Codependents have problems with anger. They have a lot of it for good reason, and they don’t know how to express it effectively. They’re frequently in relationships with people who contribute less that they do, who break promises and commitments, violate their boundaries, or disappointment or betray them. They may feel trapped, burdened with relationships woes, responsibility for children, or with financial troubles. Many don’t see a way out yet still love their partner or feel too guilty to leave.
Codependency Causes Anger and Resentment
Codependent symptoms of denial denial, dependency, lack of boundaries, and dysfunctional communication produce anger. We become angry and resentful, because we:
1. Expect other people to make us happy, and they don’t.
2. Agree to things we don’t want to.
3. Have undisclosed expectations of other people.
4. Fear confrontation.
5. Deny or devalue our needs and thus don’t get them met.
6. Try to control people and things, over which we have no authority.
7. Ask for things in non-assertive, counterproductive ways; i.e., hinting, blaming, nagging, accusing.
8. Don’t set boundaries to stop abuse or behavior we don’t want.
9. Deny reality, and therefore,
a. Trust and rely on people proven to be untrustworthy and unreliable.
b. Want people to meet our needs who have shown that they won’t or can’t.
c. Despite the facts and repeated disappointments, maintain hope and try to change others.
d. Stay in relationships although we continue to be disappointed or abused.
When we can’t manage anger, it can overwhelm us. How we react is influenced by our innate temperament and early family environment. Some people explode, criticize, blame, or say hurtful things they later regret. Others hold it in and say nothing in. They please or withdraw to avoid conflict, but stockpile resentments. Yet anger always finds a way.
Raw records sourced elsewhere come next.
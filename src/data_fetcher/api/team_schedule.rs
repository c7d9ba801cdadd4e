//! Team schedule lookup with a chain of progressively looser queries

use tracing::{debug, info, instrument};

use super::core::{ApiPayload, FetchOptions, UpstreamClient};
use crate::constants::schedule::{LAST_FIXTURES, NEXT_FIXTURES};
use crate::error::AppError;

/// Query for `/api/team-schedule`
#[derive(Debug, Clone, Default, PartialEq, Eq)]
pub struct ScheduleQuery {
    pub team: i64,
    pub date: Option<String>,
    pub from: Option<String>,
    pub to: Option<String>,
}

/// Builds the ordered parameter sets to try for a team schedule.
///
/// The provider often returns nothing for a season that has not been
/// published yet, so looser queries follow the season lookup.
pub fn schedule_attempts(query: &ScheduleQuery, season: i32) -> Vec<Vec<(&'static str, String)>> {
    let team = query.team.to_string();
    let mut attempts = vec![
        vec![("team", team.clone()), ("season", season.to_string())],
        vec![("team", team.clone()), ("next", NEXT_FIXTURES.to_string())],
    ];

    if let Some(date) = &query.date {
        attempts.push(vec![("team", team.clone()), ("date", date.clone())]);
    } else if let (Some(from), Some(to)) = (&query.from, &query.to) {
        attempts.push(vec![
            ("team", team.clone()),
            ("from", from.clone()),
            ("to", to.clone()),
        ]);
    }

    attempts.push(vec![("team", team.clone()), ("season", (season + 1).to_string())]);
    attempts.push(vec![("team", team), ("last", LAST_FIXTURES.to_string())]);
    attempts
}

impl UpstreamClient {
    /// Fetches a team's fixtures, walking [`schedule_attempts`] until one
    /// returns a non-empty list.
    ///
    /// A quota rejection stops the walk and is returned. When every step was
    /// unavailable the result is unavailable; otherwise it is the last empty
    /// result.
    #[instrument(skip(self), fields(team = query.team))]
    pub async fn team_schedule(
        &self,
        query: &ScheduleQuery,
        season: i32,
        options: FetchOptions,
    ) -> Result<ApiPayload, AppError> {
        let mut last_empty: Option<ApiPayload> = None;

        for params in schedule_attempts(query, season) {
            let borrowed: Vec<(&str, &str)> =
                params.iter().map(|(k, v)| (*k, v.as_str())).collect();
            let payload = self.fetch("fixtures", &borrowed, options).await?;

            if payload.has_items() {
                info!(
                    "Found {} fixtures for team {} with {:?}",
                    payload.response_items().len(),
                    query.team,
                    borrowed
                );
                return Ok(payload);
            }

            debug!("No fixtures for team {} with {:?}", query.team, borrowed);
            if !payload.is_unavailable() {
                last_empty = Some(payload);
            }
        }

        Ok(last_empty.unwrap_or_else(ApiPayload::unavailable))
    }
}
Codependency can lead to being passive-aggressive, where anger comes out indirectly with sarcasm, grumpiness, irritability, silence, or through behavior, such as cold looks, slamming doors, forgetting, withholding, being late, even cheating.
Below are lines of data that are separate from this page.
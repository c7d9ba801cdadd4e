//! Periodic scan of today's fixtures for the teams subscribers follow.

use serde::Serialize;
use std::sync::Arc;
use std::sync::atomic::{AtomicBool, Ordering};
use std::time::Duration;
use tokio::sync::Mutex;
use tokio::task::JoinHandle;
use tokio::time::MissedTickBehavior;
use tracing::{debug, info, instrument, warn};

use super::dispatcher::NotificationDispatcher;
use super::push::PushPayload;
use super::tracker::{FixtureState, FixtureTracker, GoalUpdate};
use crate::data_fetcher::api::date_logic::today_utc;
use crate::data_fetcher::api::{ApiPayload, FetchOptions, UpstreamClient};
use crate::data_fetcher::models::{
    FixtureEvent, FixtureSummary, LineupEntry, TeamRef, parse_items,
};
use crate::error::AppError;

#[derive(Debug, Clone, Copy, Default, PartialEq, Eq, Serialize)]
pub struct JobSummary {
    pub fixtures_checked: usize,
    pub goal_notifications: usize,
    pub lineup_notifications: usize,
    /// Parked deliveries from the previous run that went through this time
    pub retried_deliveries: usize,
    /// Watched fixtures left for the next run once the upstream quota ran out
    pub fixtures_deferred: usize,
}

#[derive(Debug, Clone, Copy, PartialEq, Eq, Serialize)]
#[serde(tag = "status", content = "summary", rename_all = "snake_case")]
pub enum JobOutcome {
    /// Another run was still in progress; nothing was touched
    AlreadyRunning,
    /// No subscribers or no favorite teams
    Idle,
    /// Today's fixture list could not be fetched
    UpstreamUnavailable,
    Completed(JobSummary),
}

/// Clears the running flag when a run ends, including on panic
struct RunGuard<'a>(&'a AtomicBool);

impl Drop for RunGuard<'_> {
    fn drop(&mut self) {
        self.0.store(false, Ordering::Release);
    }
}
If we’re in denial of our anger, we don’t allow ourselves to feel it or even mentally acknowledge it. We may not realize we’re angry for days, weeks, years after an event. All of these difficulties with anger are due to poor role models growing up. If one or both parents are aggressive or passive, we would copy one or the other parent. If we’re taught not to raise our voice, told not to feel angry, or were scolded for expressing it, we learned to suppress it. Some of us fear we’ll turn into the aggressive parent we grew up with. Many people believe it’s not Christian, nice, or spiritual to be angry and they feel guilty when they are.
The truth is that anger is a normal, healthy reaction when our needs aren’t met, our boundaries are violated, or our trust is broken. Anger has to move. Unexpressed anger breeds resentment or gets turned against ourselves. Anger requires expression and sometimes action to correct a wrong. It needn’t be loud or hurtful. Most codependents are afraid their anger will hurt or even destroy someone they love. But correctly handled, it can improve a relationship.
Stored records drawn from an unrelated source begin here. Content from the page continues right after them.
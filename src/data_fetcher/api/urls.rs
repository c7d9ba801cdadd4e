//! URL and cache-key building for upstream endpoints

use serde_json::{Map, Value};
use std::collections::BTreeMap;
use std::time::Duration;

use crate::constants::cache_ttl;

/// Builds the full upstream URL (without query string) for an endpoint.
///
/// # Example
/// ```
/// use matchday_relay::data_fetcher::api::build_endpoint_url;
///
/// let url = build_endpoint_url("https://v3.football.api-sports.io/", "fixtures/events");
/// assert_eq!(url, "https://v3.football.api-sports.io/fixtures/events");
/// ```
pub fn build_endpoint_url(base_url: &str, endpoint: &str) -> String {
    format!(
        "{}/{}",
        base_url.trim_end_matches('/'),
        endpoint.trim_start_matches('/')
    )
}

/// Builds a cache key from an endpoint and its query parameters.
///
/// Parameters are sorted by name first, so two logically identical parameter
/// sets always map to the same key whatever order they were given in. A
/// repeated name keeps all of its values, sorted, as a JSON array.
///
/// # Example
/// ```
/// use matchday_relay::data_fetcher::api::cache_key;
///
/// let a = cache_key("fixtures", &[("team", "33"), ("season", "2025")]);
/// let b = cache_key("fixtures", &[("season", "2025"), ("team", "33")]);
/// assert_eq!(a, b);
/// assert_eq!(a, r#"fixtures{"season":"2025","team":"33"}"#);
///
/// let repeated = cache_key("fixtures", &[("team", "40"), ("team", "33")]);
/// assert_eq!(repeated, r#"fixtures{"team":["33","40"]}"#);
/// ```
pub fn cache_key(endpoint: &str, params: &[(&str, &str)]) -> String {
    let mut grouped: BTreeMap<&str, Vec<&str>> = BTreeMap::new();
    for &(name, value) in params {
        grouped.entry(name).or_default().push(value);
    }

    let encoded: Map<String, Value> = grouped
        .into_iter()
        .map(|(name, mut values)| {
            let value = if values.len() == 1 {
                Value::from(values[0])
            } else {
                values.sort_unstable();
                Value::from(values)
            };
            (name.to_string(), value)
        })
        .collect();
    format!("{endpoint}{}", Value::Object(encoded))
}

/// Builds the cache key for team metadata lookups
pub fn team_cache_key(team_id: i64) -> String {
    format!("team-{team_id}")
}

/// Content classes with distinct cache lifetimes
#[derive(Debug, Clone, Copy, PartialEq, Eq)]
pub enum EndpointClass {
    /// Per-fixture detail that changes during a match
    Volatile,
    /// Fixture lists and searches
    FixtureList,
    /// Mostly-static team metadata
    TeamMetadata,
}

impl EndpointClass {
    pub fn for_endpoint(endpoint: &str) -> Self {
        match endpoint.trim_matches('/') {
            "fixtures/events" | "fixtures/lineups" | "fixtures/statistics" => Self::Volatile,
            _ => Self::FixtureList,
        }
    }

    pub fn ttl(self) -> Duration {
        Duration::from_secs(match self {
            Self::Volatile => cache_ttl::VOLATILE_SECONDS,
            Self::FixtureList => cache_ttl::FIXTURE_LIST_SECONDS,
            Self::TeamMetadata => cache_ttl::TEAM_METADATA_SECONDS,
        })
    }
}

#[cfg(test)]
mod tests {
    use super::*;

    #[test]
    fn test_cache_key_without_params() {
        assert_eq!(cache_key("countries", &[]), "countries{}");
    }

    #[test]
    fn test_cache_key_distinguishes_endpoints_and_values() {
        let events = cache_key("fixtures/events", &[("fixture", "1")]);
        let lineups = cache_key("fixtures/lineups", &[("fixture", "1")]);
        let other = cache_key("fixtures/events", &[("fixture", "2")]);
        assert_ne!(events, lineups);
        assert_ne!(events, other);
    }

    #[test]
    fn test_cache_key_escapes_values() {
        let tricky = cache_key("teams", &[("search", "a\",\"b")]);
        let plain = cache_key("teams", &[("search", "a"), ("b", "")]);
        assert_ne!(tricky, plain);
    }

    #[test]
    fn test_cache_key_keeps_repeated_params() {
        let both = cache_key("fixtures", &[("team", "33"), ("team", "40")]);
        let swapped = cache_key("fixtures", &[("team", "40"), ("team", "33")]);
        let last_only = cache_key("fixtures", &[("team", "40")]);
        assert_eq!(both, swapped);
        assert_ne!(both, last_only);

        // A single value that looks like an array stays a string
        let literal = cache_key("fixtures", &[("team", r#"["33","40"]"#)]);
        assert_ne!(both, literal);
    }

    #[test]
    fn test_endpoint_classes() {
        assert_eq!(
            EndpointClass::for_endpoint("fixtures/events"),
            EndpointClass::Volatile
        );
        assert_eq!(
            EndpointClass::for_endpoint("/fixtures/statistics"),
            EndpointClass::Volatile
        );
        assert_eq!(
            EndpointClass::for_endpoint("fixtures"),
            EndpointClass::FixtureList
        );
        assert_eq!(EndpointClass::Volatile.ttl(), Duration::from_secs(120));
        assert_eq!(EndpointClass::FixtureList.ttl(), Duration::from_secs(600));
        assert_eq!(
            EndpointClass::TeamMetadata.ttl(),
            Duration::from_secs(604_800)
        );
    }

    #[test]
    fn test_build_endpoint_url_trims_slashes() {
        assert_eq!(
            build_endpoint_url("http://localhost:8080", "/fixtures"),
            "http://localhost:8080/fixtures"
        );
    }
}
Expressing Anger Effectively
Managing our anger is essential to success in work and relationships. The first step is recognizing how it manifests in our body. Identify the physical signs of anger, usually tension and/or heat. Slow your breath and bring it into your belly to calm you. Take time out to cool-off.
Repeating gripes or arguments in our mind is a sign of resentment or “re-sent” anger. Admitting we’re angry, followed by acceptance, prepares us for a constructive response. Anger may signal deeper feelings or hidden pain, unmet needs, or that action is required. Sometimes, resentment is fueled by unresolved guilt.
Understanding our reaction to anger includes discovering our beliefs and attitudes about it, what influenced their formation, and what triggers our anger. If we frequently over-react and view others’ actions as hurtful, it’s a sign of shaky self-worth. When we raise our self-esteem and heal internalized shame, we won’t over-react, but can to respond to anger in an assertive manner.
Finally, forgiveness doesn’t mean we condone or accept bad behavior. It means that we’ve let go of our anger and resentment.